The near-term catalyst Morgan and others point to is Germany. Berlin's decision to relax its constitutional debt brake should translate into higher spending on defence and infrastructure – a meaningful shift for an economy that has spent years dragging on European growth.
McDermott was direct about the risk of dismissing the region. “Europe is often talked down as a region, yet it consistently produces high-quality, cash-generative companies,” he said, arguing that the gap between business fundamentals and investor sentiment continues to create opportunity for long-term investors.
Glenn Meyer, head of managed funds at R C Brown, was more cautious.
“Europe is potentially caught in the crosshairs of geopolitical change,” he said, noting that politics and markets do not move in tandem – and that timing any reallocation is essentially impossible.
Then there’s cheapness. European equities trade at a substantial discount to US peers on most measures and Morgan said that “building more resilience into portfolios generally means diversifying across geographies, styles and asset classes”.
“Europe is a major consideration given the difference in valuations when compared with the US,” he said.
The verdict
Morgan's pick among the three was BlackRock European Dynamic, with the caveat that its quality-growth tilt demands patience. For investors who want a cleaner core holding, he pointed to Fidelity European as “a valid alternative”.
McDermott leaned toward BlackRock on risk-reward grounds, calling it the most interesting of the three at this point in the cycle, while acknowledging the call was close.

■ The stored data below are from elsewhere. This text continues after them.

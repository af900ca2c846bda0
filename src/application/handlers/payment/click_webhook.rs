//! ClickWebhookHandler - Command handler for inbound Click webhooks.
//!
//! Click always expects HTTP 200 with its own error vocabulary in the
//! body, so this handler never fails; every outcome is folded into a
//! `ClickWebhookResult` carrying the Click code.
//!
//! | Click code | Meaning |
//! |-----------:|---------|
//! | 0 | Success |
//! | -1 | Signature check failed |
//! | -2 | Incorrect amount |
//! | -3 | Action not found |
//! | -4 | Already paid |
//! | -5 | User or plan does not exist |
//! | -6 | Transaction does not exist |
//! | -7 | Failed to update user |
//! | -8 | Error in request from Click |
//! | -9 | Transaction cancelled |

use std::str::FromStr;
use std::sync::Arc;

use crate::domain::foundation::TransactionId;
use crate::domain::payment::{
    ClickSignatureVerifier, CompleteRequest, MinorUnits, PaymentError, PrepareRequest,
    ReconciliationService, SignedFields, WebhookAction,
};

/// Command carrying the parsed Click webhook form.
#[derive(Debug, Clone)]
pub struct ClickWebhookCommand {
    pub click_trans_id: i64,
    pub service_id: i64,
    pub merchant_trans_id: String,
    pub merchant_prepare_id: Option<String>,
    /// Amount in major units, as Click sends it.
    pub amount: f64,
    pub action: i64,
    /// Click's own status; negative means the payment failed upstream.
    pub error: i64,
    pub sign_time: String,
    pub sign_string: String,
}

/// Body Click expects back, echoing its identifiers.
#[derive(Debug, Clone, PartialEq, Eq)]
pub struct ClickWebhookResult {
    pub click_trans_id: i64,
    pub merchant_trans_id: String,
    pub merchant_prepare_id: Option<String>,
    pub merchant_confirm_id: Option<String>,
    pub error: i64,
    pub error_note: &'static str,
}

impl ClickWebhookResult {
    fn success(cmd: &ClickWebhookCommand) -> Self {
        Self {
            click_trans_id: cmd.click_trans_id,
            merchant_trans_id: cmd.merchant_trans_id.clone(),
            merchant_prepare_id: None,
            merchant_confirm_id: None,
            error: 0,
            error_note: "Success",
        }
    }

    fn failure(cmd: &ClickWebhookCommand, error: i64, error_note: &'static str) -> Self {
        Self {
            click_trans_id: cmd.click_trans_id,
            merchant_trans_id: cmd.merchant_trans_id.clone(),
            merchant_prepare_id: None,
            merchant_confirm_id: None,
            error,
            error_note,
        }
    }
}

/// Handler for the Click prepare/complete webhook.
pub struct ClickWebhookHandler {
    verifier: Arc<ClickSignatureVerifier>,
    reconciliation: Arc<ReconciliationService>,
}

impl ClickWebhookHandler {
    pub fn new(
        verifier: Arc<ClickSignatureVerifier>,
        reconciliation: Arc<ReconciliationService>,
    ) -> Self {
        Self {
            verifier,
            reconciliation,
        }
    }

    pub async fn handle(&self, cmd: ClickWebhookCommand) -> ClickWebhookResult {
        let Some(action) = WebhookAction::from_code(cmd.action) else {
            return ClickWebhookResult::failure(&cmd, -3, "Action not found");
        };

        if !cmd.amount.is_finite() || cmd.amount < 0.0 {
            return ClickWebhookResult::failure(&cmd, -8, "Error in request from click");
        }
        let amount = MinorUnits::from_major(cmd.amount);

        let fields = SignedFields {
            click_trans_id: cmd.click_trans_id,
            service_id: cmd.service_id,
            merchant_trans_id: &cmd.merchant_trans_id,
            merchant_prepare_id: cmd.merchant_prepare_id.as_deref(),
            amount,
            action,
            sign_time: &cmd.sign_time,
        };
        if self.verifier.verify(&fields, &cmd.sign_string).is_err() {
            return ClickWebhookResult::failure(&cmd, -1, "SIGN CHECK FAILED!");
        }

        match action {
            WebhookAction::Prepare => self.prepare(&cmd, amount).await,
            WebhookAction::Complete => self.complete(&cmd, amount).await,
        }
    }

    async fn prepare(&self, cmd: &ClickWebhookCommand, amount: MinorUnits) -> ClickWebhookResult {
        let request = PrepareRequest {
            merchant_reference: cmd.merchant_trans_id.clone(),
            claimed_amount: amount,
        };

        match self.reconciliation.prepare(request).await {
            Ok(receipt) => {
                let mut result = ClickWebhookResult::success(cmd);
                result.merchant_prepare_id = Some(receipt.transaction_id.to_string());
                result
            }
            Err(err) => self.map_error(cmd, err),
        }
    }

    async fn complete(&self, cmd: &ClickWebhookCommand, amount: MinorUnits) -> ClickWebhookResult {
        let Some(prepare_id) = cmd
            .merchant_prepare_id
            .as_deref()
            .and_then(|s| TransactionId::from_str(s).ok())
        else {
            return ClickWebhookResult::failure(cmd, -6, "Transaction does not exist");
        };

        let request = CompleteRequest {
            merchant_reference: cmd.merchant_trans_id.clone(),
            prepare_id,
            provider_txn_id: cmd.click_trans_id.to_string(),
            claimed_amount: amount,
            provider_error: cmd.error,
        };

        match self.reconciliation.complete(request).await {
            Ok(outcome) => {
                let mut result = ClickWebhookResult::success(cmd);
                result.merchant_prepare_id = cmd.merchant_prepare_id.clone();
                result.merchant_confirm_id = Some(outcome.transaction_id.to_string());
                result
            }
            Err(err) => self.map_error(cmd, err),
        }
    }

    /// Translates a reconciliation error into Click's vocabulary.
    fn map_error(&self, cmd: &ClickWebhookCommand, err: PaymentError) -> ClickWebhookResult {
        let (code, note): (i64, &'static str) = match &err {
            PaymentError::SignatureInvalid => (-1, "SIGN CHECK FAILED!"),
            PaymentError::AmountMismatch { .. } => (-2, "Incorrect parameter amount"),
            PaymentError::AlreadyProcessed(_) => (-4, "Already paid"),
            PaymentError::UserNotFound(_) | PaymentError::PlanNotFound(_) => {
                (-5, "User does not exist")
            }
            PaymentError::TransactionNotFound(_) => (-6, "Transaction does not exist"),
            PaymentError::Infrastructure(_) => (-7, "Failed to update user"),
            PaymentError::MalformedRequest(_) | PaymentError::VerificationFailed(_) => {
                (-8, "Error in request from click")
            }
            PaymentError::DuplicatePendingTransaction { .. }
            | PaymentError::ProviderReportedCancellation { .. } => (-9, "Transaction cancelled"),
        };

        if err.is_transient() {
            tracing::error!(
                merchant_trans_id = cmd.merchant_trans_id,
                error = %err,
                "webhook processing hit infrastructure failure"
            );
        } else {
            tracing::warn!(
                merchant_trans_id = cmd.merchant_trans_id,
                click_code = code,
                error = %err,
                "webhook rejected"
            );
        }

        ClickWebhookResult::failure(cmd, code, note)
    }
}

Meyer declined to single out any of the three, preferring instead to advocate for diversification across styles, market capitalisations and geographies rather than concentration in any single strategy. “I think I might do better with a range of management styles and market cap exposures,” he said.
For those willing to look beyond the three, McDermott highlighted IFSL Marlborough European Special Situations, managed by David Walton and the Hargreave Hale team, as a way of accessing “the most underappreciated growth stories in Europe” through smaller companies.
Finally, Morgan suggested WS Lightman European, run by Rob Burnett, as a value-oriented complement to BlackRock European Dynamic for investors who want to hedge their style exposure.